With samples as large as those in Figures 1 to 7, the confidence bands are so narrow that 
users of the system prefer not to include them in the graph. The system offers users an 
alternative method of indicating sampling variability. The user can request graphs with diagonal 
hatching that indicates the regions in which the response curve for the correct option is likely to 
be inaccurately estimated. (Figures 1 to 6 provide examples.) The user must specify a maximum 
acceptable value for the size of the confidence interval. The diagonal hatching indicates those 
portions of the graph where the confidence interval for the correct option is larger than this 
specified maximum. 


Why the Numerical Information? 

Although the graphs make it possible to evaluate the item at a glance, numerical item 
statistics still can be useful. When a test developer has to review a large number of items in a 
short time, it is useful to have the computer produce a list of items that may require special 
attention. Decision rules based on item statistics are the basis for this list. At the option of the 
user, items can be listed for being too difficult, for having too low a correlation with the item 
analysis criterion, for being too frequently omitted, or for having a particular incorrect option 
selected by too many of the examinees with very high scores on the criterion. 
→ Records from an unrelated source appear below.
//! Game state and core simulation types
//!
//! Everything the renderer needs to draw a frame lives here and serialises to
//! JSON. The run RNG and the event queue are skipped.

use std::collections::BTreeSet;

use glam::Vec2;
use rand::SeedableRng;
use rand_pcg::Pcg32;
use serde::{Deserialize, Serialize};

use super::abilities::Abilities;
use super::boss::Boss;
use super::chaser::Chaser;
use super::chunk::{Chunk, ChunkStore};
use super::grid::{ChunkCoord, EntryDir, TilePos};
use super::maze::MazeParams;
use super::projectile::{EnemyProjectile, Missile};
use super::travel;
use crate::floor_score_multiplier;
use crate::tuning::Tuning;

/// Current phase of play
#[derive(Debug, Clone, Copy, PartialEq, Eq, Serialize, Deserialize)]
pub enum Mode {
    Playing,
    /// Swipe between chunks; only the transition clock advances
    Transition,
    /// Parked move waiting for the reward collaborator to commit it
    AwaitingReward,
    Paused,
    GameOver,
}

/// What hurt the player
#[derive(Debug, Clone, Copy, PartialEq, Eq, Serialize, Deserialize)]
pub enum HitSource {
    ChaserContact,
    Caught,
    Projectile,
    Laser,
    TileBlast,
}

/// Result of [`GameState::apply_player_hit`]
#[derive(Debug, Clone, Copy, PartialEq, Eq)]
pub enum HitOutcome {
    Ignored,
    Shielded,
    LifeLost,
}

#[derive(Debug, Clone, Serialize, Deserialize)]
pub struct Player {
    pub pos: Vec2,
    pub lives: u32,
    pub shield_charges: u32,
    pub invincible_until_ms: f64,
}

#[derive(Debug, Clone, Copy, Default, Serialize, Deserialize)]
pub struct Inventory {
    pub missiles: u32,
    /// Charges that enhance the next shots
    pub gunpowder: u32,
}

/// A chunk change waiting on the reward screen
#[derive(Debug, Clone, Copy, PartialEq, Eq, Serialize, Deserialize)]
pub struct PendingEnter {
    pub chunk: ChunkCoord,
    pub entry: EntryDir,
}

/// In-flight swipe to the next chunk
#[derive(Debug, Clone, Copy, PartialEq, Serialize, Deserialize)]
pub struct Transition {
    pub from: ChunkCoord,
    pub to: ChunkCoord,
    pub entry: EntryDir,
    pub started_ms: f64,
}

/// Final numbers of a finished run
#[derive(Debug, Clone, Copy, PartialEq, Serialize, Deserialize)]
pub struct RunSummary {
    pub seed: u64,
    pub score: u64,
    pub max_floor: u32,
    pub boss_kills: u32,
    pub coins: u64,
    pub elapsed_ms: f64,
}

/// Discrete happenings for the presentation layer (effects, sounds, HUD).
/// The simulation never depends on whether they are drained.
#[derive(Debug, Clone, PartialEq, Serialize, Deserialize)]
#[serde(tag = "type")]
pub enum GameEvent {
    ChunkEntered { chunk: ChunkCoord, floor: u32 },
    FloorReached { floor: u32 },
    WallBroken { chunk: ChunkCoord, tile: TilePos, gold: bool, gunpowder: bool },
    WallRegenerated { chunk: ChunkCoord, tile: TilePos },
    WallBreakUnlocked,
    CoinCollected { pos: Vec2 },
    MissileItemCollected { pos: Vec2 },
    HeartCollected { pos: Vec2 },
    HeartDropped { pos: Vec2 },
    MissileFired { pos: Vec2, enhanced: bool },
    ChaserActivated { chunk: ChunkCoord },
    ChaserMaterialized { pos: Vec2 },
    ChaserStunned { until_ms: f64 },
    ChaserKilled { pos: Vec2 },
    ChaserShot { pos: Vec2 },
    PlayerCaught,
    PlayerHit { source: HitSource, shielded: bool },
    ProjectileIntercepted { pos: Vec2 },
    BossStarted { chunk: ChunkCoord },
    BossHit { hp: f32 },
    BossDefeated { chunk: ChunkCoord },
    RewardOffered { floor: u32 },
    GameOver(RunSummary),
}

fn maze_params<'a>(tuning: &'a Tuning, abilities: &Abilities) -> MazeParams<'a> {
    MazeParams {
        levels: &tuning.wall_levels,
        gold_prob: abilities
            .gold_wall_unlocked
            .then_some(abilities.gold_wall_prob),
        chunk_cols: tuning.chunk_cols,
        start_chunk: tuning.start_chunk,
    }
}

/// Complete game state
#[derive(Debug, Clone, Serialize)]
pub struct GameState {
    /// Run seed for reproducibility
    pub seed: u64,
    pub now_ms: f64,
    pub mode: Mode,
    #[serde(skip)]
    pub tuning: Tuning,
    /// Collaborator-owned upgrades, re-read every tick
    pub abilities: Abilities,
    pub chunks: ChunkStore,
    pub current_chunk: ChunkCoord,
    pub entry_dir: EntryDir,
    pub player: Player,
    pub chaser: Chaser,
    pub boss: Boss,
    pub missiles: Vec<Missile>,
    /// Launch times of queued multi-shot missiles
    pub pending_shots: Vec<f64>,
    pub enemy_projectiles: Vec<EnemyProjectile>,
    /// Missile pickups in the current chunk
    pub items: Vec<Vec2>,
    pub hearts: Vec<Vec2>,
    pub inventory: Inventory,
    pub score: f64,
    pub coins: u64,
    pub max_floor: u32,
    pub boss_kills: u32,
    pub reward_floors_shown: BTreeSet<u32>,
    pub pending_enter: Option<PendingEnter>,
    pub transition: Option<Transition>,
    /// Mode to restore when unpausing
    paused_from: Option<Mode>,
    next_id: u32,
    #[serde(skip)]
    pub rng: Pcg32,
    #[serde(skip)]
    events: Vec<GameEvent>,
}

impl GameState {
    /// Start a run in the configured start chunk
    pub fn new(seed: u64, tuning: Tuning) -> Self {
        Self::with_abilities(seed, tuning, Abilities::default())
    }

    pub fn with_abilities(seed: u64, tuning: Tuning, abilities: Abilities) -> Self {
        let tuning = tuning.sanitized();
        let abilities = abilities.clamped();
        let start = tuning.start_chunk;
        let lives = tuning.start_lives.clamp(1, abilities.max_lives.max(1));
        let mut state = Self {
            seed,
            now_ms: 0.0,
            mode: Mode::Playing,
            abilities,
            chunks: ChunkStore::new(),
            current_chunk: start,
            entry_dir: EntryDir::South,
            player: Player {
                pos: EntryDir::South.spawn_pos(),
                lives,
                shield_charges: 0,
                invincible_until_ms: 0.0,
            },
            chaser: Chaser::new(start, &tuning),
            boss: Boss::default(),
            missiles: Vec::new(),
            pending_shots: Vec::new(),
            enemy_projectiles: Vec::new(),
            items: Vec::new(),
            hearts: Vec::new(),
            inventory: Inventory::default(),
            score: 0.0,
            coins: 0,
            max_floor: start.floor(),
            boss_kills: 0,
            reward_floors_shown: BTreeSet::new(),
            pending_enter: None,
            transition: None,
            paused_from: None,
            next_id: 1,
            rng: Pcg32::seed_from_u64(seed),
            events: Vec::new(),
            tuning,
        };

        log::info!("Starting run with seed {seed} at chunk {start}");
        travel::enter_chunk(&mut state, start, EntryDir::South);
        state
    }

    /// Allocate a new entity ID
    pub fn next_entity_id(&mut self) -> u32 {
        let id = self.next_id;
        self.next_id += 1;
        id
    }

    pub fn floor(&self) -> u32 {
        self.current_chunk.floor()
    }

    pub fn maze_params(&self) -> MazeParams<'_> {
        maze_params(&self.tuning, &self.abilities)
    }

    /// Resident chunk, generating it if needed
    pub fn chunk_mut(&mut self, coord: ChunkCoord) -> &mut Chunk {
        let params = maze_params(&self.tuning, &self.abilities);
        self.chunks
            .get_or_create(coord, &params, self.abilities.coin_field_spawn_bonus)
    }

    pub fn current(&self) -> Option<&Chunk> {
        self.chunks.get(self.current_chunk)
    }

    /// Generate the visible rows around the player and evict far ones
    pub fn ensure_chunks(&mut self) {
        let params = maze_params(&self.tuning, &self.abilities);
        let bonus = self.abilities.coin_field_spawn_bonus;
        self.chunks
            .ensure_visible(self.current_chunk, self.tuning.view_radius, &params, bonus);
        self.chunks.evict_far(
            self.current_chunk,
            self.tuning.keep_radius,
            self.tuning.chunk_evict_threshold,
        );
    }

    /// Add `base` points scaled by the current floor multiplier
    pub fn add_score(&mut self, base: f64) {
        self.score = (self.score + base * floor_score_multiplier(self.floor())).max(0.0);
    }

    pub fn sub_score(&mut self, base: f64) {
        self.add_score(-base);
    }

    pub fn is_invincible(&self) -> bool {
        self.now_ms < self.player.invincible_until_ms
    }

    /// Route damage through invincibility and shields. A life reaching zero
    /// ends the run.
    pub fn apply_player_hit(&mut self, source: HitSource) -> HitOutcome {
        if self.mode == Mode::GameOver || self.is_invincible() {
            return HitOutcome::Ignored;
        }
        let until = self.now_ms + self.tuning.hit_invincible_ms;

        if self.abilities.shield_max > 0 && self.player.shield_charges > 0 {
            self.player.shield_charges -= 1;
            self.player.invincible_until_ms = until;
            self.push_event(GameEvent::PlayerHit {
                source,
                shielded: true,
            });
            return HitOutcome::Shielded;
        }

        self.player.lives = self.player.lives.saturating_sub(1);
        self.player.invincible_until_ms = until;
        self.push_event(GameEvent::PlayerHit {
            source,
            shielded: false,
        });
        if self.player.lives == 0 {
            self.game_over();
        }
        HitOutcome::LifeLost
    }

    fn game_over(&mut self) {
        self.mode = Mode::GameOver;
        self.transition = None;
        self.pending_enter = None;
        let summary = self.summary();
        log::info!(
            "Game over: score {} floor {} bosses {}",
            summary.score,
            summary.max_floor,
            summary.boss_kills
        );
        self.push_event(GameEvent::GameOver(summary));
    }

    pub fn summary(&self) -> RunSummary {
        RunSummary {
            seed: self.seed,
            score: self.score.floor() as u64,
            max_floor: self.max_floor,
            boss_kills: self.boss_kills,
            coins: self.coins,
            elapsed_ms: self.now_ms,
        }
    }

    /// Toggle pause; only live modes can be paused
    pub fn set_paused(&mut self, paused: bool) {
        match (paused, self.mode) {
            (true, Mode::Playing | Mode::Transition) => {
                self.paused_from = Some(self.mode);
                self.mode = Mode::Paused;
            }
            (false, Mode::Paused) => {
                self.mode = self.paused_from.take().unwrap_or(Mode::Playing);
            }
            _ => {}
        }
    }

    pub fn push_event(&mut self, event: GameEvent) {
        self.events.push(event);
    }

    /// Take every event queued since the last drain
    pub fn drain_events(&mut self) -> Vec<GameEvent> {
        std::mem::take(&mut self.events)
    }

    /// Move the player to the spawn point of an entry edge
    pub fn place_player(&mut self, entry: EntryDir) {
        self.player.pos = entry.spawn_pos();
    }
}

#[cfg(test)]
mod tests {
    use super::*;

    fn state() -> GameState {
        GameState::new(7, Tuning::default())
    }

    #[test]
    fn test_new_run_starts_at_south_spawn() {
        let s = state();
        assert_eq!(s.mode, Mode::Playing);
        assert_eq!(s.current_chunk, ChunkCoord::new(2, 0));
        assert_eq!(s.player.pos, EntryDir::South.spawn_pos());
        assert_eq!(s.player.lives, 3);
        assert!(s.current().is_some());
        assert!(!s.chaser.active);
    }

    #[test]
    fn test_hit_then_invincible() {
        let mut s = state();
        assert_eq!(s.apply_player_hit(HitSource::Projectile), HitOutcome::LifeLost);
        assert_eq!(s.player.lives, 2);
        assert_eq!(s.apply_player_hit(HitSource::Projectile), HitOutcome::Ignored);
        s.now_ms = 1000.0;
        assert_eq!(s.apply_player_hit(HitSource::Projectile), HitOutcome::LifeLost);
        assert_eq!(s.player.lives, 1);
    }

    #[test]
    fn test_shield_absorbs_before_lives() {
        let mut s = state();
        s.abilities.shield_max = 1;
        s.player.shield_charges = 1;
        assert_eq!(s.apply_player_hit(HitSource::Laser), HitOutcome::Shielded);
        assert_eq!(s.player.lives, 3);
        assert_eq!(s.player.shield_charges, 0);
        assert!(s.is_invincible());
    }

    #[test]
    fn test_last_life_ends_run() {
        let mut s = state();
        s.player.lives = 1;
        s.drain_events();
        s.apply_player_hit(HitSource::TileBlast);
        assert_eq!(s.mode, Mode::GameOver);
        let events = s.drain_events();
        assert!(matches!(events.last(), Some(GameEvent::GameOver(_))));
        assert_eq!(s.apply_player_hit(HitSource::TileBlast), HitOutcome::Ignored);
    }

    #[test]
    fn test_score_uses_floor_multiplier_and_never_negative() {
        let mut s = state();
        s.add_score(10.0);
        assert_eq!(s.score, 10.0);
        s.current_chunk = ChunkCoord::new(2, 9);
        s.add_score(10.0);
        assert_eq!(s.score, 30.0);
        s.sub_score(1000.0);
        assert_eq!(s.score, 0.0);
    }

    #[test]
    fn test_pause_restores_previous_mode() {
        let mut s = state();
        s.set_paused(true);
        assert_eq!(s.mode, Mode::Paused);
        s.set_paused(true);
        assert_eq!(s.mode, Mode::Paused);
        s.set_paused(false);
        assert_eq!(s.mode, Mode::Playing);

        s.mode = Mode::GameOver;
        s.set_paused(true);
        assert_eq!(s.mode, Mode::GameOver);
    }

    #[test]
    fn test_snapshot_serialises_with_string_keys() {
        let s = state();
        let json = serde_json::to_value(&s).unwrap();
        assert_eq!(json["current_chunk"], "2,0");
        assert!(json["chunks"]["chunks"].get("2,0").is_some());
    }
}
It is also useful to have a statistic that summarizes the difficulty of each item, so that the 
difficulty of a group of items can be summarized in the form of a distribution. For the same 
reason, it is useful to have a statistic that summarizes the discriminating power of each item. 
Finally, presenting the item statistics along with the graph has helped to ease the transition from 
a primarily numerical approach to a primarily graphic approach. 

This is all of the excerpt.